5. Use BuzzSumo to See Where Your Topic Is Trending
Search your keyword and filter by top-performing content. See where the articles were published. That’s your hit list. You’re welcome.
6. Reddit (Yes, Really)
Head to subreddits like:
- r/Blogging
- r/SEO
- r/Entrepreneur
- r/AskMarketing
Use the search bar. Filter by “guest post” or “write for us.” Be polite. Be helpful. Don’t act like you’re only there to drop links like a bot with boundary issues.
7. Facebook Groups for Bloggers and Creators
Try groups like:
- “Guest Blogging Opportunities”
- “Content Marketing & SEO”
- “Bloggers Supporting Bloggers”
These people are hungry for content. And yes, you’ll have to engage like an actual human being, not just drop your link and vanish.
8. Your Own Network (You Know, People You Actually Know)
Know someone who runs a blog? Ask. Know someone who knows someone? Ask them.
This is called “networking.” I know, gross. But it works. Use it. You don’t have to be famous — just not annoying.
9. Look at Guest Authors on Blogs You Read
If you regularly read blogs in your niche, look at the bylines. See who’s writing. Click their bios. See where else they’ve been published. Now go after those same sites. Easy. Creepy. Effective.
10. Blogrolls, Resources Pages & Contributor Lists
Old-school blogs often have “contributors,” “favorite blogs,” or “recommended reading” sections. Those are goldmines. Dig through them and pitch the ones that make sense.

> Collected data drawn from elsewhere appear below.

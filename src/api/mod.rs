//! HTTP client for the calorie log server.
//!
//! Every operation either succeeds or fails uniformly: timeouts, transport
//! errors, and non-success responses all surface as
//! [`ApiError::NetworkUnavailable`]. The one exception is create, where the
//! server may report a validation problem in the response body.

use std::future::Future;
use std::time::Duration;

use serde::Deserialize;
use thiserror::Error;

use crate::models::{LogRecord, NewLogRequest};

/// Caller-side timeout applied to every request; an expired timer is treated
/// the same as an unreachable server.
pub const REQUEST_TIMEOUT: Duration = Duration::from_millis(3000);

/// Errors reported by the remote source.
#[derive(Debug, Error)]
pub enum ApiError {
    /// Timeout, transport failure, or non-success response.
    #[error("server unreachable: {0}")]
    NetworkUnavailable(String),
    /// Server rejected a create request (bad field values).
    #[error("server rejected log: {0}")]
    Validation(String),
}

/// The five remote operations, injectable so the sync layer can be exercised
/// against a test double.
pub trait RemoteApi {
    fn list_logs(&self) -> impl Future<Output = Result<Vec<LogRecord>, ApiError>> + Send;
    fn get_log(&self, id: i64) -> impl Future<Output = Result<LogRecord, ApiError>> + Send;
    fn create_log(
        &self,
        new: &NewLogRequest,
    ) -> impl Future<Output = Result<LogRecord, ApiError>> + Send;
    fn delete_log(&self, id: i64) -> impl Future<Output = Result<LogRecord, ApiError>> + Send;
    fn list_all_logs(&self) -> impl Future<Output = Result<Vec<LogRecord>, ApiError>> + Send;
}

/// Error body shape the server uses for rejected creates.
#[derive(Deserialize)]
struct ErrorBody {
    error: Option<String>,
}

/// reqwest-backed implementation of [`RemoteApi`].
#[derive(Debug, Clone)]
pub struct HttpApi {
    base_url: String,
    client: reqwest::Client,
}

impl HttpApi {
    pub fn new(server_url: impl Into<String>) -> Self {
        let mut base_url = server_url.into();
        while base_url.ends_with('/') {
            base_url.pop();
        }
        Self {
            base_url,
            client: reqwest::Client::new(),
        }
    }

    fn endpoint(&self, path: &str) -> String {
        format!("{}{}", self.base_url, path)
    }

    fn network_err(err: reqwest::Error) -> ApiError {
        if err.is_timeout() {
            ApiError::NetworkUnavailable("request timed out".to_string())
        } else {
            ApiError::NetworkUnavailable(err.to_string())
        }
    }

    async fn fetch_json<T: serde::de::DeserializeOwned>(
        &self,
        request: reqwest::RequestBuilder,
    ) -> Result<T, ApiError> {
        let response = request
            .timeout(REQUEST_TIMEOUT)
            .send()
            .await
            .map_err(Self::network_err)?;

        let status = response.status();
        if !status.is_success() {
            return Err(ApiError::NetworkUnavailable(format!(
                "server returned status {}",
                status
            )));
        }

        response.json().await.map_err(Self::network_err)
    }
}

impl RemoteApi for HttpApi {
    async fn list_logs(&self) -> Result<Vec<LogRecord>, ApiError> {
        tracing::debug!("GET /logs");
        self.fetch_json(self.client.get(self.endpoint("/logs"))).await
    }

    async fn get_log(&self, id: i64) -> Result<LogRecord, ApiError> {
        tracing::debug!(id, "GET /log");
        self.fetch_json(self.client.get(self.endpoint(&format!("/log/{}", id))))
            .await
    }

    async fn create_log(&self, new: &NewLogRequest) -> Result<LogRecord, ApiError> {
        tracing::debug!(category = %new.category, "POST /log");
        let response = self
            .client
            .post(self.endpoint("/log"))
            .json(new)
            .timeout(REQUEST_TIMEOUT)
            .send()
            .await
            .map_err(Self::network_err)?;

        let status = response.status();
        if !status.is_success() {
            // The server reports field-level problems as {"error": "..."}.
            if let Ok(body) = response.json::<ErrorBody>().await {
                if let Some(message) = body.error {
                    return Err(ApiError::Validation(message));
                }
            }
            return Err(ApiError::NetworkUnavailable(format!(
                "server returned status {}",
                status
            )));
        }

        response.json().await.map_err(Self::network_err)
    }

    async fn delete_log(&self, id: i64) -> Result<LogRecord, ApiError> {
        tracing::debug!(id, "DELETE /log");
        self.fetch_json(self.client.delete(self.endpoint(&format!("/log/{}", id))))
            .await
    }

    async fn list_all_logs(&self) -> Result<Vec<LogRecord>, ApiError> {
        tracing::debug!("GET /allLogs");
        self.fetch_json(self.client.get(self.endpoint("/allLogs")))
            .await
    }
}
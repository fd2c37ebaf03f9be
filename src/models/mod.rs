mod log_record;

pub use log_record::{InvalidLog, LogRecord, NewLogRequest};
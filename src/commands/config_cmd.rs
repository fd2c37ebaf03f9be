use clap::{Args, Subcommand};

use super::OutputFormat;
use crate::config::Config;

#[derive(Args)]
pub struct ConfigCommand {
    #[command(subcommand)]
    pub command: ConfigSubcommand,
}

#[derive(Subcommand)]
pub enum ConfigSubcommand {
    /// Show current configuration values
    Show {
        /// Output format
        #[arg(long, short, value_enum, default_value = "text")]
        format: OutputFormat,
    },

    /// Print the default config file path
    Path,
}

impl ConfigCommand {
    pub fn run(&self, config: &Config) -> Result<(), Box<dyn std::error::Error>> {
        match &self.command {
            ConfigSubcommand::Show { format } => match format {
                OutputFormat::Json => {
                    println!("{}", serde_json::to_string_pretty(config)?);
                }
                OutputFormat::Text => {
                    println!("Configuration");
                    println!("=============\n");
                    println!("database_path: {}", config.database_path.display());
                    println!("server_url: {}", config.server_url);
                }
            },
            ConfigSubcommand::Path => {
                println!("{}", Config::default_config_path().display());
            }
        }
        Ok(())
    }
}
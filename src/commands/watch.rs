use clap::Args;
use tokio::sync::broadcast::{error::RecvError, Receiver};

use crate::api::RemoteApi;
use crate::models::LogRecord;
use crate::push::{self, PushHub};
use crate::sync::{SyncError, SyncManager};

/// Follow the push channel, merging each pushed log into the local cache.
#[derive(Args)]
pub struct WatchCommand {}

impl WatchCommand {
    pub async fn run<A: RemoteApi>(
        &self,
        manager: &SyncManager<A>,
        server_url: &str,
    ) -> Result<(), Box<dyn std::error::Error>> {
        // Show what is already cached before the connection comes up.
        if let Some(cached) = manager.cached_logs().await? {
            println!("Cached logs ({}):", cached.len());
            for record in &cached {
                println!("  {}", record);
            }
        }

        let hub = PushHub::new();
        let mut events = hub.subscribe();

        let url = server_url.to_string();
        // The hub moves into the listener task; when the connection ends the
        // hub drops and the receive loop below observes Closed.
        let listener = tokio::spawn(async move { push::listen(&url, &hub).await });

        println!("Watching for new logs (ctrl-c to stop)...");
        if let Err(err) = ingest_events(manager, &mut events).await {
            // Stop the connection before surfacing the cache failure.
            listener.abort();
            let _ = listener.await;
            return Err(err.into());
        }

        listener.await??;
        Ok(())
    }
}

/// Drains pushed records into the cache until the hub closes. A store
/// failure stops the loop and propagates.
async fn ingest_events<A: RemoteApi>(
    manager: &SyncManager<A>,
    events: &mut Receiver<LogRecord>,
) -> Result<(), SyncError> {
    loop {
        match events.recv().await {
            Ok(record) => {
                println!("New log: {}", record);
                manager.ingest_pushed(record).await?;
            }
            Err(RecvError::Lagged(skipped)) => {
                tracing::warn!(skipped, "push events dropped, cache may lag until next list");
            }
            Err(RecvError::Closed) => return Ok(()),
        }
    }
}
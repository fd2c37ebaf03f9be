use sqlx::SqlitePool;

use crate::models::LogRecord;

/// Persistent cache of log records plus the set of ids whose detail was
/// explicitly fetched. Every operation is individually atomic; concurrent
/// writes to the same id serialize through sqlite, last completed write wins.
#[derive(Clone)]
pub struct LogStore {
    pool: SqlitePool,
}

#[derive(sqlx::FromRow)]
struct LogRow {
    id: i64,
    date: String,
    amount: f64,
    kind: String,
    category: String,
    description: String,
}

impl From<LogRow> for LogRecord {
    fn from(row: LogRow) -> Self {
        LogRecord {
            id: row.id,
            date: row.date,
            amount: row.amount,
            kind: row.kind,
            category: row.category,
            description: row.description,
        }
    }
}

impl LogStore {
    pub fn new(pool: SqlitePool) -> Self {
        Self { pool }
    }

    /// Insert-or-replace by id. Whole-record, never a partial field update.
    pub async fn upsert(&self, record: &LogRecord) -> Result<(), sqlx::Error> {
        tracing::debug!(id = record.id, "upserting log");
        sqlx::query(
            r#"
            INSERT OR REPLACE INTO logs (id, date, amount, kind, category, description)
            VALUES (?, ?, ?, ?, ?, ?)
            "#,
        )
        .bind(record.id)
        .bind(&record.date)
        .bind(record.amount)
        .bind(&record.kind)
        .bind(&record.category)
        .bind(&record.description)
        .execute(&self.pool)
        .await?;
        Ok(())
    }

    pub async fn get_all(&self) -> Result<Vec<LogRecord>, sqlx::Error> {
        let rows: Vec<LogRow> = sqlx::query_as("SELECT * FROM logs ORDER BY id")
            .fetch_all(&self.pool)
            .await?;
        Ok(rows.into_iter().map(LogRecord::from).collect())
    }

    pub async fn get_by_id(&self, id: i64) -> Result<Option<LogRecord>, sqlx::Error> {
        let row: Option<LogRow> = sqlx::query_as("SELECT * FROM logs WHERE id = ?")
            .bind(id)
            .fetch_optional(&self.pool)
            .await?;
        Ok(row.map(LogRecord::from))
    }

    pub async fn delete_by_id(&self, id: i64) -> Result<(), sqlx::Error> {
        tracing::debug!(id, "deleting log");
        sqlx::query("DELETE FROM logs WHERE id = ?")
            .bind(id)
            .execute(&self.pool)
            .await?;
        Ok(())
    }

    /// Record that the full detail for `id` was confirmed from the server.
    /// Markers are never removed.
    pub async fn mark_fetched(&self, id: i64) -> Result<(), sqlx::Error> {
        sqlx::query("INSERT OR REPLACE INTO fetched (id) VALUES (?)")
            .bind(id)
            .execute(&self.pool)
            .await?;
        Ok(())
    }

    pub async fn is_fetched(&self, id: i64) -> Result<bool, sqlx::Error> {
        let row: Option<(i64,)> = sqlx::query_as("SELECT id FROM fetched WHERE id = ?")
            .bind(id)
            .fetch_optional(&self.pool)
            .await?;
        Ok(row.is_some())
    }
}
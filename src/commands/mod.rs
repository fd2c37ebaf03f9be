mod config_cmd;
mod log_cmd;
mod report;
mod watch;

pub use config_cmd::ConfigCommand;
pub use log_cmd::LogCommand;
pub use report::ReportCommand;
pub use watch::WatchCommand;

use clap::ValueEnum;

#[derive(Clone, ValueEnum, Default)]
pub enum OutputFormat {
    #[default]
    Text,
    Json,
}
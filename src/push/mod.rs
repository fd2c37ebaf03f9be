//! Live push updates from the server.
//!
//! The server pushes each newly created log as a JSON text frame over a
//! WebSocket. [`listen`] decodes the stream and fans each record out through
//! a [`PushHub`]; subscribers ingest the records into the local cache.
//! Reconnection is the caller's concern; a closed connection simply ends the
//! listen call.

use futures::{SinkExt, StreamExt};
use thiserror::Error;
use tokio::sync::broadcast;
use tokio_tungstenite::{connect_async, tungstenite::Message};

use crate::models::LogRecord;

/// Buffered events per subscriber before older ones are dropped.
const CHANNEL_CAPACITY: usize = 64;

#[derive(Debug, Error)]
pub enum PushError {
    #[error("connection error: {0}")]
    Connection(String),
    #[error("websocket error: {0}")]
    WebSocket(String),
}

/// Publish/subscribe registry for pushed records.
///
/// Subscribing returns a receiver; dropping it unsubscribes. Delivery order
/// across subscribers is unspecified, and a subscriber registered during
/// delivery does not see the in-flight event. Duplicate events are harmless
/// downstream because ingestion is an upsert by id.
#[derive(Clone)]
pub struct PushHub {
    tx: broadcast::Sender<LogRecord>,
}

impl PushHub {
    pub fn new() -> Self {
        let (tx, _) = broadcast::channel(CHANNEL_CAPACITY);
        Self { tx }
    }

    pub fn subscribe(&self) -> broadcast::Receiver<LogRecord> {
        self.tx.subscribe()
    }

    /// Delivers a record to all current subscribers. Returns the number of
    /// subscribers reached; zero subscribers is not an error.
    pub fn publish(&self, record: LogRecord) -> usize {
        self.tx.send(record).unwrap_or(0)
    }
}

impl Default for PushHub {
    fn default() -> Self {
        Self::new()
    }
}

/// Builds the WebSocket URL from the configured server URL, converting
/// http(s) schemes to ws(s).
pub fn build_ws_url(server_url: &str) -> String {
    if server_url.starts_with("http://") {
        server_url.replacen("http://", "ws://", 1)
    } else if server_url.starts_with("https://") {
        server_url.replacen("https://", "wss://", 1)
    } else if !server_url.starts_with("ws://") && !server_url.starts_with("wss://") {
        format!("ws://{}", server_url)
    } else {
        server_url.to_string()
    }
}

/// Connects to the push endpoint and publishes each pushed record to `hub`
/// until the server closes the connection. Malformed frames are logged and
/// skipped.
pub async fn listen(server_url: &str, hub: &PushHub) -> Result<(), PushError> {
    let ws_url = build_ws_url(server_url);
    tracing::info!(url = %ws_url, "connecting to push channel");

    let (ws_stream, _) = connect_async(&ws_url)
        .await
        .map_err(|e| PushError::Connection(e.to_string()))?;

    let (mut sender, mut receiver) = ws_stream.split();

    while let Some(message) = receiver.next().await {
        match message {
            Ok(Message::Text(text)) => match serde_json::from_str::<LogRecord>(text.as_str()) {
                Ok(record) => {
                    tracing::debug!(id = record.id, "pushed log received");
                    hub.publish(record);
                }
                Err(e) => {
                    tracing::warn!("ignoring malformed push frame: {}", e);
                }
            },
            Ok(Message::Ping(data)) => {
                sender
                    .send(Message::Pong(data))
                    .await
                    .map_err(|e| PushError::WebSocket(e.to_string()))?;
            }
            Ok(Message::Close(_)) => break,
            Ok(_) => {
                // Ignore other message types
            }
            Err(e) => return Err(PushError::WebSocket(e.to_string())),
        }
    }

    tracing::info!("push channel disconnected");
    Ok(())
}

It’s like professional stalking, but for marketing.
Bonus: Look for Sites With Real Metrics
Before you pitch, run the site through:
- SimilarWeb (traffic estimates)
- MozBar (DA check)
- BuiltWith (to see if it’s even alive)
If the blog looks sketchy, has no traffic, or is just a link farm in disguise, walk away. Don’t waste your energy on someone else’s expired domain experiment.
Final Thoughts
Guest posting is about quality over quantity. You don’t need 100 sites — you need 10 that don’t suck.
Now go, noble marketer. Hunt smarter. Pitch better. And remember: if a blog charges $500 for a post, that’s not guest posting — that’s renting.